Say how many lines of the data contain "Option", and nothing more.
*** Listed entries
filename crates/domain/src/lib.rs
mod appointment;
mod client;
pub mod date;
pub mod email;
mod email_event;
mod notification;
mod salon;
mod salon_service;
mod shared;
pub mod sms;
mod stylist;

pub use appointment::{Appointment, AppointmentStatus, NotificationState, SmsConfirmationType};
pub use client::Client;
pub use email_event::{EmailEvent, EmailEventType};
pub use notification::{
    deferred_confirmation_window, reminder_window, NotificationContext, TimeWindow,
    DEFERRED_SMS_MAX_DELAY, DEFERRED_SMS_MIN_DELAY, HOUR_MILLIS, IMMEDIATE_SMS_LEAD_TIME,
    MINUTE_MILLIS, REMINDER_LEAD_TIME, REMINDER_WINDOW,
};
pub use salon::Salon;
pub use salon_service::SalonService;
pub use shared::entity::{Entity, InvalidIDError, ID};
pub use stylist::Stylist;

pub use chrono_tz::Tz;
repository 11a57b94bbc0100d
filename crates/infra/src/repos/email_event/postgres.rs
use super::IEmailEventRepo;
use salon_notifier_domain::{EmailEvent, EmailEventType, ID};
use sqlx::{types::Uuid, FromRow, PgPool};
use tracing::error;

pub struct PostgresEmailEventRepo {
    pool: PgPool,
}

impl PostgresEmailEventRepo {
    pub fn new(pool: PgPool) -> Self {
        Self { pool }
    }
}

#[derive(Debug, FromRow)]
struct EmailEventRaw {
    event_uid: Uuid,
    appointment_uid: Uuid,
    event_type: String,
    provider: String,
    provider_event_id: Option<String>,
    event_ts: i64,
    metadata: serde_json::Value,
}

impl From<EmailEventRaw> for EmailEvent {
    fn from(raw: EmailEventRaw) -> Self {
        Self {
            id: raw.event_uid.into(),
            appointment_id: raw.appointment_uid.into(),
            // Unknown types are kept as `other`
            event_type: raw
                .event_type
                .parse::<EmailEventType>()
                .unwrap_or(EmailEventType::Other),
            provider: raw.provider,
            provider_event_id: raw.provider_event_id,
            timestamp: raw.event_ts,
            metadata: raw.metadata,
        }
    }
}

#[async_trait::async_trait]
impl IEmailEventRepo for PostgresEmailEventRepo {
    async fn insert(&self, event: &EmailEvent) -> anyhow::Result<()> {
        sqlx::query(
            r#"
            INSERT INTO email_events
            (event_uid, appointment_uid, event_type, provider, provider_event_id, event_ts, metadata)
            VALUES($1, $2, $3, $4, $5, $6, $7)
            "#,
        )
        .bind(event.id.inner_ref())
        .bind(event.appointment_id.inner_ref())
        .bind(event.event_type.as_str())
        .bind(&event.provider)
        .bind(&event.provider_event_id)
        .bind(event.timestamp)
        .bind(&event.metadata)
        .execute(&self.pool)
        .await
        .map_err(|e| {
            error!(
                "Unable to insert email event: {:?}. DB returned error: {:?}",
                event, e
            );
            e
        })?;
        Ok(())
    }

    async fn find_by_appointment(&self, appointment_id: &ID) -> anyhow::Result<Vec<EmailEvent>> {
        let rows: Vec<EmailEventRaw> = sqlx::query_as(
            r#"
            SELECT * FROM email_events
            WHERE appointment_uid = $1
            ORDER BY event_ts ASC
            "#,
        )
        .bind(appointment_id.inner_ref())
        .fetch_all(&self.pool)
        .await?;
        Ok(rows.into_iter().map(|raw| raw.into()).collect())
    }
}
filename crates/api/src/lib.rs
mod appointment;
mod error;
mod job;
mod job_schedulers;
mod shared;
mod status;
mod webhook;

use actix_cors::Cors;
use actix_web::{dev::Server, middleware, web, App, HttpServer};
use job_schedulers::{start_deferred_confirmation_sms_job, start_reminder_sms_job};
use salon_notifier_infra::NotifierContext;
use std::net::TcpListener;
use tracing::info;
use tracing_actix_web::TracingLogger;

pub fn configure_server_api(cfg: &mut web::ServiceConfig) {
    appointment::configure_routes(cfg);
    job::configure_routes(cfg);
    status::configure_routes(cfg);
    webhook::configure_routes(cfg);
}

pub struct Application {
    server: Server,
    port: u16,
}

impl Application {
    pub async fn new(context: NotifierContext) -> Result<Self, std::io::Error> {
        let (server, port) = Application::configure_server(context.clone()).await?;
        Application::start_job_schedulers(context);

        Ok(Self { server, port })
    }

    pub fn port(&self) -> u16 {
        self.port
    }

    fn start_job_schedulers(context: NotifierContext) {
        if !context.config.job_schedulers_enabled {
            info!("Job schedulers are disabled, the jobs only run through their routes");
            return;
        }
        start_deferred_confirmation_sms_job(context.clone());
        start_reminder_sms_job(context);
    }

    async fn configure_server(context: NotifierContext) -> Result<(Server, u16), std::io::Error> {
        let port = context.config.port;
        let address = format!("0.0.0.0:{}", port);
        let listener = TcpListener::bind(&address)?;
        let port = listener.local_addr()?.port();

        let server = HttpServer::new(move || {
            let ctx = context.clone();

            App::new()
                .wrap(Cors::permissive())
                .wrap(middleware::Compress::default())
                .wrap(TracingLogger::default())
                .app_data(web::Data::new(ctx))
                .service(web::scope("/api/v1").configure(configure_server_api))
        })
        .listen(listener)?
        .workers(4)
        .run();

        Ok((server, port))
    }

    pub async fn start(self) -> Result<(), std::io::Error> {
        self.server.await
    }
}
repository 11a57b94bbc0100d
use crate::shared::entity::{Entity, ID};

#[derive(Debug, Clone, PartialEq)]
pub struct Stylist {
    pub id: ID,
    pub salon_id: ID,
    pub name: String,
}

impl Stylist {
    pub fn new(salon_id: ID, name: &str) -> Self {
        Self {
            id: Default::default(),
            salon_id,
            name: name.into(),
        }
    }
}

impl Entity for Stylist {
    fn id(&self) -> &ID {
        &self.id
    }
}
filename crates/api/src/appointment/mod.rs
mod dispatch_confirmation;
mod subscribers;

use actix_web::web;
use dispatch_confirmation::dispatch_confirmation_controller;
pub use dispatch_confirmation::DispatchConfirmationUseCase;

pub fn configure_routes(cfg: &mut web::ServiceConfig) {
    cfg.route(
        "/appointments/{appointment_id}/confirmation",
        web::post().to(dispatch_confirmation_controller),
    );
}
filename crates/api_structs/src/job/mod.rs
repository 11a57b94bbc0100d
pub mod api;
pub mod dtos;
mod inmemory;
mod postgres;

pub use inmemory::InMemorySalonServiceRepo;
pub use postgres::PostgresSalonServiceRepo;
use salon_notifier_domain::{SalonService, ID};

#[async_trait::async_trait]
pub trait ISalonServiceRepo: Send + Sync {
    async fn insert(&self, service: &SalonService) -> anyhow::Result<()>;
    async fn find(&self, service_id: &ID) -> Option<SalonService>;
}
******
• [Response box] 2